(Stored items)
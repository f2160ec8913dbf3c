//! Bearer token service
//!
//! Tokens are HS256 JWTs whose only payload of consequence is the user's
//! current token seed. Issuing rotates the seed first and then signs it, so
//! at most one token per user verifies at any time: rotation is revocation,
//! with no blacklist to maintain.

use jsonwebtoken::{decode, encode, DecodingKey, EncodingKey, Header, Validation};
use serde::{Deserialize, Serialize};
use std::time::{SystemTime, UNIX_EPOCH};

use crate::config::AppConfig;
use crate::error::{ApiError, ApiResult};
use crate::models::User;
use crate::repositories::UserRepository;

/// JWT claims structure
#[derive(Debug, Serialize, Deserialize)]
pub struct Claims {
    /// The server-persisted token seed this token is bound to
    pub seed: String,
    /// Issued at time
    pub iat: u64,
    /// Expiration time
    pub exp: u64,
}

/// Signing/verification keys derived once from the process signing key
#[derive(Clone)]
pub struct TokenKeys {
    encoding_key: EncodingKey,
    decoding_key: DecodingKey,
    validation: Validation,
}

impl TokenKeys {
    /// Build keys from the symmetric signing secret
    pub fn new(secret: &str) -> Self {
        Self {
            encoding_key: EncodingKey::from_secret(secret.as_bytes()),
            decoding_key: DecodingKey::from_secret(secret.as_bytes()),
            validation: Validation::default(),
        }
    }

    /// Sign a seed into a bearer token valid for `expiry_seconds`
    pub fn sign(&self, seed: String, expiry_seconds: u64) -> ApiResult<String> {
        let now = unix_now()?;
        self.sign_with_exp(seed, now, now + expiry_seconds)
    }

    fn sign_with_exp(&self, seed: String, iat: u64, exp: u64) -> ApiResult<String> {
        let claims = Claims { seed, iat, exp };
        encode(&Header::default(), &claims, &self.encoding_key)
            .map_err(|e| ApiError::Internal(format!("token signing failed: {}", e)))
    }

    /// Verify signature and expiry, returning the claims
    pub fn decode(&self, token: &str) -> ApiResult<Claims> {
        decode::<Claims>(token, &self.decoding_key, &self.validation)
            .map(|data| data.claims)
            .map_err(|_| ApiError::Auth("invalid token".to_string()))
    }
}

/// Token service binding signed tokens to server-persisted seeds
#[derive(Clone)]
pub struct TokenService {
    keys: TokenKeys,
    users: UserRepository,
    expiry_seconds: u64,
}

impl TokenService {
    /// Create a new token service
    pub fn new(config: &AppConfig, users: UserRepository) -> Self {
        Self {
            keys: TokenKeys::new(&config.app_secret),
            users,
            expiry_seconds: config.token_expiry_seconds,
        }
    }

    /// Issue a bearer token for a user
    ///
    /// Side effect: rotates and persists the user's token seed, which
    /// invalidates any token signed with the previous seed.
    pub async fn issue(&self, user: &User) -> ApiResult<String> {
        let seed = self.users.rotate_token_seed(user.id).await?;
        self.keys.sign(seed, self.expiry_seconds)
    }

    /// Verify a bearer token and resolve the user it belongs to
    ///
    /// Fails as an auth error if the signature is invalid, the token is
    /// expired, the seed is no longer anyone's current seed, or the user is
    /// gone.
    pub async fn verify(&self, token: &str) -> ApiResult<User> {
        let claims = self.keys.decode(token)?;
        self.users
            .find_by_token_seed(&claims.seed)
            .await?
            .ok_or_else(|| ApiError::Auth("invalid token".to_string()))
    }
}

fn unix_now() -> ApiResult<u64> {
    SystemTime::now()
        .duration_since(UNIX_EPOCH)
        .map(|d| d.as_secs())
        .map_err(|e| ApiError::Internal(format!("clock error: {}", e)))
}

How to complete this task:
Search the entries above for the word "crate" and copy each line where it appears.

Answer for this exercise:
use crate::config::AppConfig;
use crate::error::{ApiError, ApiResult};
use crate::models::User;
use crate::repositories::UserRepository;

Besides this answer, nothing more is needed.